Pavese, Calvino, Tabucchi, Magris, sono nomi ricorrenti nel lungo monologo del libro: quali sono i suoi rapporti con la cultura italiana?
«Sebbene siano diversi fra loro, credo che Pirandello, Tabucchi e Magris confluiscano tutti, come molti altri, nella mia opera letteraria. In effetti sarebbe infinita l’enumerazione dei punti in comune fra la mia vita e la mia letteratura con la grande Italia».
Perché Il mestiere di vivere di Pavese è tragicamente ancorato alla vita, mentre i diari intimi di Gide o di Gombrowicz sono più vicini alla realtà autonoma della letteratura?

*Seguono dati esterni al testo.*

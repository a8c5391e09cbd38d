//! ComBat batch-effect estimation and application.
//!
//! ComBat models every feature as
//!
//! ```text
//! y = alpha + X_cov · beta + gamma_batch + delta_batch · eps
//! ```
//!
//! and removes the additive (`gamma`) and multiplicative (`delta`) batch
//! effects while keeping the covariate effects (`beta`). Batch effects are
//! shrunk towards a common prior with empirical Bayes, which stabilises
//! sites with few samples.
//!
//! The two entry points mirror a fit/apply split:
//! - [`estimate`] learns [`ComBatEstimates`] from a training cohort and
//!   returns its harmonized data.
//! - [`apply`] harmonizes new samples from known batches with stored
//!   estimates, without re-estimating anything.
//!
//! Both work on `features × samples` matrices.

mod design;
mod error;
mod estimator;
mod linalg;
mod priors;
mod standardize;

pub use design::{CategoricalLevels, DesignLayout};
pub use error::ComBatError;
pub use estimator::{apply, estimate, ComBatEstimates, ComBatOptions, Estimation};
pub use linalg::least_squares;
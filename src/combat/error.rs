//! Error types for ComBat estimation and application.

use thiserror::Error;

/// Error type for ComBat operations.
#[derive(Debug, Error)]
pub enum ComBatError {
    /// Shape mismatch between data and covariates.
    #[error("Invalid shape: expected {expected}, got {got}")]
    InvalidShape { expected: String, got: String },
    /// Feature count differs from the one the estimates were fitted on.
    #[error("Feature mismatch: expected {expected_features} features, got {got_features}")]
    FeatureMismatch {
        expected_features: usize,
        got_features: usize,
    },
    /// Empty data provided where non-empty was required.
    #[error("Empty data: {0}")]
    EmptyData(String),
    /// Covariate column not present (or of the wrong kind).
    #[error("Missing covariate column: {0}")]
    MissingColumn(String),
    /// Batch label not seen during estimation.
    #[error("Unknown batch '{0}' (not present when parameters were estimated)")]
    UnknownBatch(String),
    /// Categorical level not seen during estimation.
    #[error("Unknown level '{level}' in categorical covariate '{column}'")]
    UnknownCategory { column: String, level: String },
    /// Columns passed to `apply` differ from the ones used for estimation.
    #[error("Design mismatch: {0}")]
    LayoutMismatch(String),
    /// ComBat needs at least two batches.
    #[error("At least two batches are required, got {0}")]
    TooFewBatches(usize),
    /// A batch has too few samples for a variance estimate.
    #[error("Batch '{batch}' has {n_samples} sample(s), at least 2 are required")]
    TooFewSamples { batch: String, n_samples: usize },
    /// Data contains NaN or infinite values.
    #[error("Non-finite values: {0}")]
    NonFinite(String),
    /// Numerical failure (singular design, zero variance...).
    #[error("Numerical error: {0}")]
    Numerical(String),
    /// Empirical Bayes iteration did not converge.
    #[error("Empirical Bayes did not converge for batch '{batch}' after {iterations} iterations")]
    Convergence { batch: String, iterations: usize },
}

#[cfg(test)]
mod tests {
    use super::*;

    #[test]
    fn test_error_display_unknown_category() {
        let err = ComBatError::UnknownCategory {
            column: "sex".to_string(),
            level: "X".to_string(),
        };
        assert_eq!(err.to_string(), "Unknown level 'X' in categorical covariate 'sex'");
    }

    #[test]
    fn test_error_display_too_few_samples() {
        let err = ComBatError::TooFewSamples {
            batch: "site3".to_string(),
            n_samples: 1,
        };
        assert!(err.to_string().contains("site3"));
    }
}
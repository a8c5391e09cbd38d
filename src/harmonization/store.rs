//! Fitted parameter store.

use crate::combat::ComBatEstimates;
use crate::harmonization::error::HarmonizationError;
use indexmap::IndexMap;
use serde::{Deserialize, Serialize};
use std::fmt;

/// Key of a stored estimate. Groups and covariates live in separate
/// namespaces, so a group may share its name with a covariate column.
#[derive(Clone, Debug, PartialEq, Eq, Hash, Serialize, Deserialize)]
pub enum StoreKey {
    /// A feature group, by name.
    Group(String),
    /// A covariate of no interest, by column name.
    Covariate(String),
}

impl StoreKey {
    pub fn group(name: &str) -> Self {
        StoreKey::Group(name.to_string())
    }

    pub fn covariate(column: &str) -> Self {
        StoreKey::Covariate(column.to_string())
    }
}

impl fmt::Display for StoreKey {
    fn fmt(&self, f: &mut fmt::Formatter<'_>) -> fmt::Result {
        match self {
            StoreKey::Group(name) => write!(f, "group '{}'", name),
            StoreKey::Covariate(name) => write!(f, "covariate '{}'", name),
        }
    }
}

/// Estimates produced by one `fit`, in estimation order.
#[derive(Clone, Debug, Default, PartialEq, Serialize, Deserialize)]
pub struct ParameterStore {
    entries: IndexMap<StoreKey, ComBatEstimates>,
}

impl ParameterStore {
    pub fn new() -> Self {
        Self::default()
    }

    /// Store an estimate, replacing any previous one under the same key.
    pub fn insert(&mut self, key: StoreKey, estimates: ComBatEstimates) {
        self.entries.insert(key, estimates);
    }

    /// Look up an estimate.
    pub fn get(&self, key: &StoreKey) -> Result<&ComBatEstimates, HarmonizationError> {
        self.entries
            .get(key)
            .ok_or_else(|| HarmonizationError::MissingEstimate(key.to_string()))
    }

    pub fn contains(&self, key: &StoreKey) -> bool {
        self.entries.contains_key(key)
    }

    pub fn keys(&self) -> impl Iterator<Item = &StoreKey> {
        self.entries.keys()
    }

    pub fn len(&self) -> usize {
        self.entries.len()
    }

    pub fn is_empty(&self) -> bool {
        self.entries.is_empty()
    }
}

«Le ultime biografie, che influenzarono notevolmente la trasformazione del genere del diario, sono ricreazioni di memorie intime, ricreazioni letterarie volutamente rivolte a un lettore. Credere nella finzione aiuta a non essere così tragicamente legato alla vita, sebbene nel fondo uno continui sempre a convivere con il tragico. Ma infine..., penso che Rosario Girando, il narratore de Il mal di Montano, insegua un obiettivo assai lecito quando cerca con il diario di costruirsi una personalità (probabilmente falsa), desiderando che anche gli altri lo vedano attraverso tale personalità costruita; con la quale vuole cancellare la supposta vera personalità, probabilmente falsa come l’altra».
Perché un narratore malato di libri non richiama, specie in quest’anno cervantino, la figura del Chisciotte?

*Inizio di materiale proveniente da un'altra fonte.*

impl ComBatHarmonization {
    /// Create an unfitted controller. Fails on an invalid configuration.
    pub fn new(config: HarmonizationConfig) -> Result<Self, HarmonizationError> {
        config.validate(None)?;
        Ok(Self {
            config,
            state: FitState::Unfitted,
        })
    }

    pub fn config(&self) -> &HarmonizationConfig {
        &self.config
    }

    pub fn state(&self) -> &FitState {
        &self.state
    }

    pub fn is_fitted(&self) -> bool {
        matches!(self.state, FitState::Fitted { .. })
    }

    /// Feature count seen by `fit`.
    pub fn n_features(&self) -> Option<usize> {
        match &self.state {
            FitState::Fitted { n_features, .. } => Some(*n_features),
            FitState::Unfitted => None,
        }
    }

    /// Fitted parameter store.
    pub fn store(&self) -> Option<&ParameterStore> {
        match &self.state {
            FitState::Fitted { store, .. } => Some(store),
            FitState::Unfitted => None,
        }
    }

    fn no_interest(&self) -> Option<NoInterestHarmonizer<'_>> {
        self.config.no_interest.as_ref().map(|spec| NoInterestHarmonizer {
            spec,
            batch_column: &self.config.batch_column,
            ref_batch: self.config.ref_batch.as_deref(),
            options: &self.config.combat,
        })
    }

    fn feature_groups(&self) -> FeatureGroupHarmonizer<'_> {
        FeatureGroupHarmonizer {
            groups: &self.config.feature_groups,
            batch_column: &self.config.batch_column,
            ref_batch: self.config.ref_batch.as_deref(),
            options: &self.config.combat,
        }
    }

    /// Estimate parameters from a training cohort.
    ///
    /// Re-fitting replaces the previous parameters. On failure the
    /// controller keeps whatever state it had before the call.
    pub fn fit(&mut self, input: &HarmonizationInput) -> Result<&mut Self, HarmonizationError> {
        let (x, covariates) = extract(input)?;
        check_array(&x, covariates)?;
        self.config.validate(Some(x.ncols()))?;

        info!(
            n_samples = x.nrows(),
            n_features = x.ncols(),
            n_groups = self.config.feature_groups.len(),
            "fitting ComBat harmonization"
        );

        let mut store = ParameterStore::new();
        if let Some(stage) = self.no_interest() {
            stage.estimate(&x, covariates, &mut store)?;
        }
        self.feature_groups().estimate(&x, covariates, &mut store)?;

        self.state = FitState::Fitted {
            n_features: x.ncols(),
            store,
        };
        Ok(self)
    }

    /// Harmonize data with the fitted parameters.
    ///
    /// Overwrites the covariate of no interest in `input`, if one is
    /// configured. The covariates are only written once every stage has
    /// succeeded.
    pub fn transform(
        &self,
        input: &mut HarmonizationInput,
    ) -> Result<HarmonizationOutput, HarmonizationError> {
        let (n_features, store) = match &self.state {
            FitState::Fitted { n_features, store } => (*n_features, store),
            FitState::Unfitted => return Err(HarmonizationError::NotFitted),
        };

        let (x, covariates) = extract_mut(input)?;
        check_array(&x, covariates)?;
        if x.ncols() != n_features {
            return Err(HarmonizationError::FeatureMismatch {
                expected_features: n_features,
                got_features: x.ncols(),
            });
        }

        info!(n_samples = x.nrows(), "applying ComBat estimations");

        let mut updated = covariates.clone();
        if let Some(stage) = self.no_interest() {
            stage.apply(&x, &mut updated, store)?;
        }
        // Without feature groups only the covariate is harmonized and the
        // feature matrix passes through.
        let data = if self.config.feature_groups.is_empty() {
            x
        } else {
            self.feature_groups().apply(&x, &updated, store)?
        };
        *covariates = updated;

        if self.config.regression_fit {
            Ok(HarmonizationOutput::Regression {
                data,
                covariates: covariates.clone(),
            })
        } else {
            Ok(HarmonizationOutput::Data(data))
        }
    }

    /// `fit` then `transform` on the same input.
    pub fn fit_transform(
        &mut self,
        input: &mut HarmonizationInput,
    ) -> Result<HarmonizationOutput, HarmonizationError> {
        self.fit(input)?;
        self.transform(input)
    }

    /// Extract the fitted parameters.
    pub fn extract_params(&self) -> Result<HarmonizationParams, HarmonizationError> {
        match &self.state {
            FitState::Fitted { n_features, store } => Ok(HarmonizationParams {
                config: self.config.clone(),
                n_features: *n_features,
                store: store.clone(),
            }),
            FitState::Unfitted => Err(HarmonizationError::NotFitted),
        }
    }

    /// Rebuild a fitted controller from extracted parameters.
    pub fn from_params(params: HarmonizationParams) -> Result<Self, HarmonizationError> {
        params.config.validate(Some(params.n_features))?;
        for group in &params.config.feature_groups {
            params.store.get(&StoreKey::group(&group.name))?;
        }
        if let Some(spec) = &params.config.no_interest {
            params.store.get(&StoreKey::covariate(&spec.column))?;
        }
        Ok(Self {
            config: params.config,
            state: FitState::Fitted {
                n_features: params.n_features,
                store: params.store,
            },
        })
    }

    /// Save the fitted controller to a file.
    pub fn save_to_file<P: AsRef<Path>>(&self, path: P) -> Result<(), HarmonizationError> {
        let params = self.extract_params()?;
        let bytes = params.to_bytes()?;
        std::fs::write(path, bytes)?;
        Ok(())
    }

    /// Load a fitted controller from a file.
    pub fn load_from_file<P: AsRef<Path>>(path: P) -> Result<Self, HarmonizationError> {
        let bytes = std::fs::read(path)?;
        let params = HarmonizationParams::from_bytes(&bytes)?;
        Self::from_params(params)
    }
}

#[cfg(test)]
mod tests {
    use super::*;
    use crate::combat::ComBatError;
    use crate::harmonization::config::{FeatureGroup, NoInterestSpec};

    fn cohort(n: usize) -> HarmonizationInput {
        let sites = ["a", "b", "c"];
        let data = Array2::from_shape_fn((n, 4), |(i, j)| {
            3.0 + j as f64 + 0.4 * ((i * 5 + j * 7) as f64).sin() + [0.0, 0.5, -0.3][i % 3]
        });
        let covariates = CovariateTable::new()
            .with_categorical("batch", (0..n).map(|i| sites[i % 3]))
            .unwrap()
            .with_categorical("sex", (0..n).map(|i| if (i / 3) % 2 == 0 { "F" } else { "M" }))
            .unwrap()
            .with_continuous("age", (0..n).map(|i| 25.0 + ((i * 17) % 45) as f64))
            .unwrap()
            .with_continuous(
                "tiv",
                (0..n).map(|i| 1450.0 + 30.0 * ((i * 3) as f64).cos() + [0.0, 90.0, -60.0][i % 3]),
            )
            .unwrap();
        HarmonizationInput::new(data, covariates)
    }

    fn config() -> HarmonizationConfig {
        HarmonizationConfig::new()
            .with_no_interest(NoInterestSpec::new("tiv", vec![0, 1]).with_continuous(["age"]))
            .with_feature_group(
                FeatureGroup::new("thickness", vec![0, 1])
                    .with_categorical(["sex"])
                    .with_continuous(["age", "tiv"]),
            )
            .with_feature_group(FeatureGroup::new("volumes", vec![3]).with_continuous(["age"]))
    }

    #[test]
    fn test_transform_before_fit() {
        let harmonizer = ComBatHarmonization::new(config()).unwrap();
        let mut input = cohort(12);
        assert!(!harmonizer.is_fitted());
        assert!(matches!(
            harmonizer.transform(&mut input),
            Err(HarmonizationError::NotFitted)
        ));
        assert!(matches!(
            harmonizer.extract_params(),
            Err(HarmonizationError::NotFitted)
        ));
    }

    #[test]
    fn test_fit_populates_store() {
        let mut harmonizer = ComBatHarmonization::new(config()).unwrap();
        harmonizer.fit(&cohort(30)).unwrap();

        let store = harmonizer.store().unwrap();
        let keys: Vec<_> = store.keys().cloned().collect();
        assert_eq!(
            keys,
            vec![
                StoreKey::covariate("tiv"),
                StoreKey::group("thickness"),
                StoreKey::group("volumes"),
            ]
        );
        assert_eq!(harmonizer.n_features(), Some(4));
    }

    #[test]
    fn test_fit_then_transform_writes_covariate_once() {
        let mut harmonizer = ComBatHarmonization::new(config()).unwrap();
        let mut input = cohort(30);
        let before = input.clone();

        harmonizer.fit(&input).unwrap();
        assert_eq!(input, before);

        let out = harmonizer.transform(&mut input).unwrap();
        assert_eq!(out.data().dim(), (30, 3));
        assert!(out.covariates().is_none());

        let cov = input.covariates().unwrap();
        let raw = before.covariates().unwrap();
        assert_ne!(cov.continuous("tiv"), raw.continuous("tiv"));
        assert_eq!(cov.column("age"), raw.column("age"));
        assert_eq!(cov.column("sex"), raw.column("sex"));
        assert_eq!(cov.column("batch"), raw.column("batch"));
        assert_eq!(input.data(), before.data());
    }

    #[test]
    fn test_fit_transform_matches_fit_then_transform() {
        let mut first = ComBatHarmonization::new(config()).unwrap();
        let mut a = cohort(30);
        let out_a = first.fit_transform(&mut a).unwrap();

        let mut second = ComBatHarmonization::new(config()).unwrap();
        let mut b = cohort(30);
        second.fit(&b).unwrap();
        let out_b = second.transform(&mut b).unwrap();

        assert_eq!(out_a, out_b);
        assert_eq!(a, b);
    }

    #[test]
    fn test_regression_fit_returns_covariates() {
        let mut harmonizer =
            ComBatHarmonization::new(config().with_regression_fit(true)).unwrap();
        let mut input = cohort(30);
        let out = harmonizer.fit_transform(&mut input).unwrap();
        assert_eq!(out.covariates(), input.covariates());
    }

    #[test]
    fn test_transform_feature_mismatch() {
        let mut harmonizer = ComBatHarmonization::new(config()).unwrap();
        harmonizer.fit(&cohort(30)).unwrap();

        let mut narrow = HarmonizationInput::new(
            Array2::from_shape_fn((30, 3), |(i, j)| (i + j) as f64),
            cohort(30).covariates().unwrap().clone(),
        );
        assert!(matches!(
            harmonizer.transform(&mut narrow),
            Err(HarmonizationError::FeatureMismatch {
                expected_features: 4,
                got_features: 3
            })
        ));
    }

    #[test]
    fn test_unseen_batch_leaves_covariates_untouched() {
        let mut harmonizer = ComBatHarmonization::new(config()).unwrap();
        harmonizer.fit(&cohort(30)).unwrap();

        let mut input = cohort(6);
        if let HarmonizationInput::Bundle { covariates, .. } = &mut input {
            *covariates = covariates
                .clone()
                .with_categorical("batch", ["a", "b", "c", "a", "b", "z"])
                .unwrap();
        }
        let before = input.clone();
        let result = harmonizer.transform(&mut input);
        assert!(matches!(
            result,
            Err(HarmonizationError::ComBat(ComBatError::UnknownBatch(b))) if b == "z"
        ));
        assert_eq!(input, before);
    }

    #[test]
    fn test_failed_refit_keeps_previous_state() {
        let mut harmonizer = ComBatHarmonization::new(config()).unwrap();
        harmonizer.fit(&cohort(30)).unwrap();
        let fitted = harmonizer.state().clone();

        let mut input = cohort(30);
        if let HarmonizationInput::Bundle { covariates, .. } = &mut input {
            *covariates = covariates
                .clone()
                .with_categorical("batch", (0..30).map(|_| "a"))
                .unwrap();
        }
        assert!(harmonizer.fit(&input).is_err());
        assert_eq!(harmonizer.state(), &fitted);
    }

    #[test]
    fn test_config_out_of_bounds_at_fit() {
        let config = HarmonizationConfig::new()
            .with_feature_group(FeatureGroup::new("thickness", vec![0, 9]));
        let mut harmonizer = ComBatHarmonization::new(config).unwrap();
        assert!(matches!(
            harmonizer.fit(&cohort(30)),
            Err(HarmonizationError::InvalidConfig(_))
        ));
        assert!(!harmonizer.is_fitted());
    }

    #[test]
    fn test_save_load_round_trip() -> Result<(), Box<dyn std::error::Error>> {
        let mut harmonizer = ComBatHarmonization::new(config())?;
        harmonizer.fit(&cohort(30))?;

        let tmp = tempfile::tempdir()?;
        let path = tmp.path().join("harmonizer.bin");
        harmonizer.save_to_file(&path)?;
        let loaded = ComBatHarmonization::load_from_file(&path)?;

        assert_eq!(loaded.extract_params()?, harmonizer.extract_params()?);

        let mut a = cohort(12);
        let mut b = cohort(12);
        assert_eq!(harmonizer.transform(&mut a)?, loaded.transform(&mut b)?);
        Ok(())
    }

    #[test]
    fn test_no_interest_only_passes_features_through() {
        let spec = NoInterestSpec::new("tiv", vec![0, 1]).with_continuous(["age"]);

        let mut plain =
            ComBatHarmonization::new(HarmonizationConfig::new().with_no_interest(spec.clone()))
                .unwrap();
        let mut input = cohort(30);
        let raw = input.clone();
        let out = plain.fit_transform(&mut input).unwrap();
        assert_eq!(out.data(), raw.data());
        assert!(out.covariates().is_none());
        assert_ne!(
            input.covariates().unwrap().continuous("tiv"),
            raw.covariates().unwrap().continuous("tiv")
        );

        let mut regression = ComBatHarmonization::new(
            HarmonizationConfig::new()
                .with_no_interest(spec)
                .with_regression_fit(true),
        )
        .unwrap();
        let mut input = cohort(30);
        let out = regression.fit_transform(&mut input).unwrap();
        assert_eq!(out.data().dim(), (30, 4));
        assert_eq!(out.data(), raw.data());
        assert_eq!(out.covariates(), input.covariates());
        assert_ne!(
            out.covariates().unwrap().continuous("tiv"),
            raw.covariates().unwrap().continuous("tiv")
        );
    }

    #[test]
    fn test_from_params_requires_every_estimate() {
        let mut harmonizer = ComBatHarmonization::new(config()).unwrap();
        harmonizer.fit(&cohort(30)).unwrap();
        let mut params = harmonizer.extract_params().unwrap();
        params.config = params
            .config
            .with_feature_group(FeatureGroup::new("area", vec![2]));
        assert!(matches!(
            ComBatHarmonization::from_params(params),
            Err(HarmonizationError::MissingEstimate(k)) if k == "group 'area'"
        ));
    }
}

«Quando avevo già scritto cento pagine de Il mal di Montano mi accorsi che il monologo del narratore era delirante e chisciottesco, soprattutto dal momento in cui pretendeva di rappresentare tutta la storia della letteratura: insomma, era il discorso di un folle. Decisi allora che il narratore fosse accompagnato da Tongoy, una specie di Sancio Panza, che nel suo dialogo con il protagonista cercasse di ridimensionare il discorso delirante dell’altro».
Per Lobo Antunes, che lei cita, scrivere è come drogarsi. L’io assiste a uno sdoppiamento in cui l’uomo soffre e lo scrittore pensa come approfittare di questa sofferenza per il suo lavoro: la letteratura è dunque il «male» necessario per vivere?

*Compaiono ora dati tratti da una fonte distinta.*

//! Row-aligned covariate table.
//!
//! Each column is either categorical (string labels) or continuous (`f64`).
//! Numeric columns can still be read as labels, so integer-coded batch or
//! sex columns work without conversion.

use crate::harmonization::error::HarmonizationError;
use indexmap::IndexMap;
use serde::{Deserialize, Serialize};
use std::io::Read;

/// A single covariate column.
#[derive(Clone, Debug, PartialEq, Serialize, Deserialize)]
#[serde(untagged)]
pub enum CovariateColumn {
    /// Label-valued column (batch/site, sex, diagnosis...).
    Categorical(Vec<String>),
    /// Numeric column (age, total intracranial volume...).
    Continuous(Vec<f64>),
}

impl CovariateColumn {
    /// Number of rows in the column.
    pub fn len(&self) -> usize {
        match self {
            CovariateColumn::Categorical(values) => values.len(),
            CovariateColumn::Continuous(values) => values.len(),
        }
    }

    /// Check if the column has no rows.
    pub fn is_empty(&self) -> bool {
        self.len() == 0
    }

    fn select_rows(&self, rows: &[usize]) -> Self {
        match self {
            CovariateColumn::Categorical(values) => {
                CovariateColumn::Categorical(rows.iter().map(|&r| values[r].clone()).collect())
            }
            CovariateColumn::Continuous(values) => {
                CovariateColumn::Continuous(rows.iter().map(|&r| values[r]).collect())
            }
        }
    }
}

/// Format a numeric code as a category label (`2.0` -> `"2"`).
fn numeric_label(value: f64) -> String {
    if value.fract() == 0.0 && value.abs() < 1e15 {
        format!("{}", value as i64)
    } else {
        format!("{}", value)
    }
}

/// Covariate table keyed by column name, rows aligned with the feature matrix.
///
/// Column order is preserved as inserted.
#[derive(Clone, Debug, Default, PartialEq, Serialize, Deserialize)]
#[serde(
    try_from = "IndexMap<String, CovariateColumn>",
    into = "IndexMap<String, CovariateColumn>"
)]
pub struct CovariateTable {
    n_samples: usize,
    columns: IndexMap<String, CovariateColumn>,
}

impl TryFrom<IndexMap<String, CovariateColumn>> for CovariateTable {
    type Error = HarmonizationError;

    fn try_from(columns: IndexMap<String, CovariateColumn>) -> Result<Self, Self::Error> {
        let mut table = CovariateTable::new();
        for (name, column) in columns {
            table.insert(name, column)?;
        }
        Ok(table)
    }
}

impl From<CovariateTable> for IndexMap<String, CovariateColumn> {
    fn from(table: CovariateTable) -> Self {
        table.columns
    }
}

impl CovariateTable {
    /// Create an empty table.
    pub fn new() -> Self {
        Self::default()
    }

    /// Add a categorical column (builder style).
    pub fn with_categorical<S: Into<String>>(
        mut self,
        name: &str,
        values: impl IntoIterator<Item = S>,
    ) -> Result<Self, HarmonizationError> {
        let values = values.into_iter().map(Into::into).collect();
        self.insert(name.to_string(), CovariateColumn::Categorical(values))?;
        Ok(self)
    }

    /// Add a continuous column (builder style).
    pub fn with_continuous(
        mut self,
        name: &str,
        values: impl IntoIterator<Item = f64>,
    ) -> Result<Self, HarmonizationError> {
        let values = values.into_iter().collect();
        self.insert(name.to_string(), CovariateColumn::Continuous(values))?;
        Ok(self)
    }

    /// Insert or replace a column. The first column fixes the row count.
    pub fn insert(
        &mut self,
        name: String,
        column: CovariateColumn,
    ) -> Result<(), HarmonizationError> {
        let replacing_only_column = self.columns.len() == 1 && self.columns.contains_key(&name);
        if !self.columns.is_empty() && !replacing_only_column && column.len() != self.n_samples {
            return Err(HarmonizationError::InvalidInput(format!(
                "covariate column '{}' has {} rows, table has {}",
                name,
                column.len(),
                self.n_samples
            )));
        }
        self.n_samples = column.len();
        self.columns.insert(name, column);
        Ok(())
    }

    /// Number of samples (rows).
    pub fn n_samples(&self) -> usize {
        self.n_samples
    }

    /// Number of columns.
    pub fn n_columns(&self) -> usize {
        self.columns.len()
    }

    /// Column names in insertion order.
    pub fn column_names(&self) -> impl Iterator<Item = &str> {
        self.columns.keys().map(String::as_str)
    }

    /// Check if a column exists.
    pub fn contains(&self, name: &str) -> bool {
        self.columns.contains_key(name)
    }

    /// Get a column by name.
    pub fn column(&self, name: &str) -> Option<&CovariateColumn> {
        self.columns.get(name)
    }

    /// Numeric values of a continuous column.
    ///
    /// Returns `None` if the column is absent or categorical.
    pub fn continuous(&self, name: &str) -> Option<&[f64]> {
        match self.columns.get(name)? {
            CovariateColumn::Continuous(values) => Some(values),
            CovariateColumn::Categorical(_) => None,
        }
    }

    /// Values of a column as category labels.
    ///
    /// Numeric columns are formatted, so `1.0` becomes `"1"`.
    pub fn labels(&self, name: &str) -> Option<Vec<String>> {
        match self.columns.get(name)? {
            CovariateColumn::Categorical(values) => Some(values.clone()),
            CovariateColumn::Continuous(values) => {
                Some(values.iter().map(|&v| numeric_label(v)).collect())
            }
        }
    }

    /// Overwrite an existing continuous column in place.
    ///
    /// This is the write-back used when a derived covariate has been
    /// harmonized; every other column is left untouched.
    pub fn set_continuous(&mut self, name: &str, values: Vec<f64>) -> Result<(), HarmonizationError> {
        if values.len() != self.n_samples {
            return Err(HarmonizationError::InvalidInput(format!(
                "cannot write {} values into covariate '{}' with {} rows",
                values.len(),
                name,
                self.n_samples
            )));
        }
        match self.columns.get_mut(name) {
            Some(CovariateColumn::Continuous(current)) => {
                *current = values;
                Ok(())
            }
            Some(CovariateColumn::Categorical(_)) => Err(HarmonizationError::InvalidInput(format!(
                "covariate '{}' is categorical and cannot hold harmonized values",
                name
            ))),
            None => Err(HarmonizationError::MissingField(name.to_string())),
        }
    }

    /// Build a new table from a subset of rows (in the given order).
    pub fn select_rows(&self, rows: &[usize]) -> Result<Self, HarmonizationError> {
        if let Some(&bad) = rows.iter().find(|&&r| r >= self.n_samples) {
            return Err(HarmonizationError::InvalidInput(format!(
                "row {} out of bounds for table with {} rows",
                bad, self.n_samples
            )));
        }
        Ok(Self {
            n_samples: rows.len(),
            columns: self
                .columns
                .iter()
                .map(|(name, column)| (name.clone(), column.select_rows(rows)))
                .collect(),
        })
    }

    /// Read a table from CSV with a header row.
    ///
    /// Columns listed in `categorical` are kept as labels; every other column
    /// must parse as `f64`.
    pub fn from_csv_reader<R: Read>(
        reader: R,
        categorical: &[&str],
    ) -> Result<Self, HarmonizationError> {
        let mut csv_reader = csv::ReaderBuilder::new().trim(csv::Trim::All).from_reader(reader);
        let headers: Vec<String> = csv_reader.headers()?.iter().map(str::to_string).collect();

        let mut raw: Vec<Vec<String>> = vec![Vec::new(); headers.len()];
        for record in csv_reader.records() {
            let record = record?;
            for (i, field) in record.iter().enumerate() {
                if let Some(column) = raw.get_mut(i) {
                    column.push(field.to_string());
                }
            }
        }

        let mut table = CovariateTable::new();
        for (name, values) in headers.into_iter().zip(raw) {
            let column = if categorical.contains(&name.as_str()) {
                CovariateColumn::Categorical(values)
            } else {
                let parsed = values
                    .iter()
                    .enumerate()
                    .map(|(row, v)| {
                        v.parse::<f64>().map_err(|_| {
                            HarmonizationError::InvalidInput(format!(
                                "column '{}' row {}: '{}' is not numeric",
                                name, row, v
                            ))
                        })
                    })
                    .collect::<Result<Vec<f64>, _>>()?;
                CovariateColumn::Continuous(parsed)
            };
            table.insert(name, column)?;
        }
        Ok(table)
    }
}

«Nel mio prossimo romanzo dal titolo Irse (Andarsene), che pubblicherò il prossimo settembre, parlo del tema della scomparsa.

Parlo di “scrivere per scomparire”, come diceva Franz Kafka e anche Maurice Blanchot, che fu chi meglio di tutti affrontò questo problema e lo portò - intellettualmente parlando - fino alle estreme conseguenze; passeggiò con la scrittura della scomparsa sul bordo dell’abisso, cosciente che tutto, assolutamente tutto, sarà cancellato. Ma prima che tutto sia scomparso, io sento che scrivo, cioè che vivo».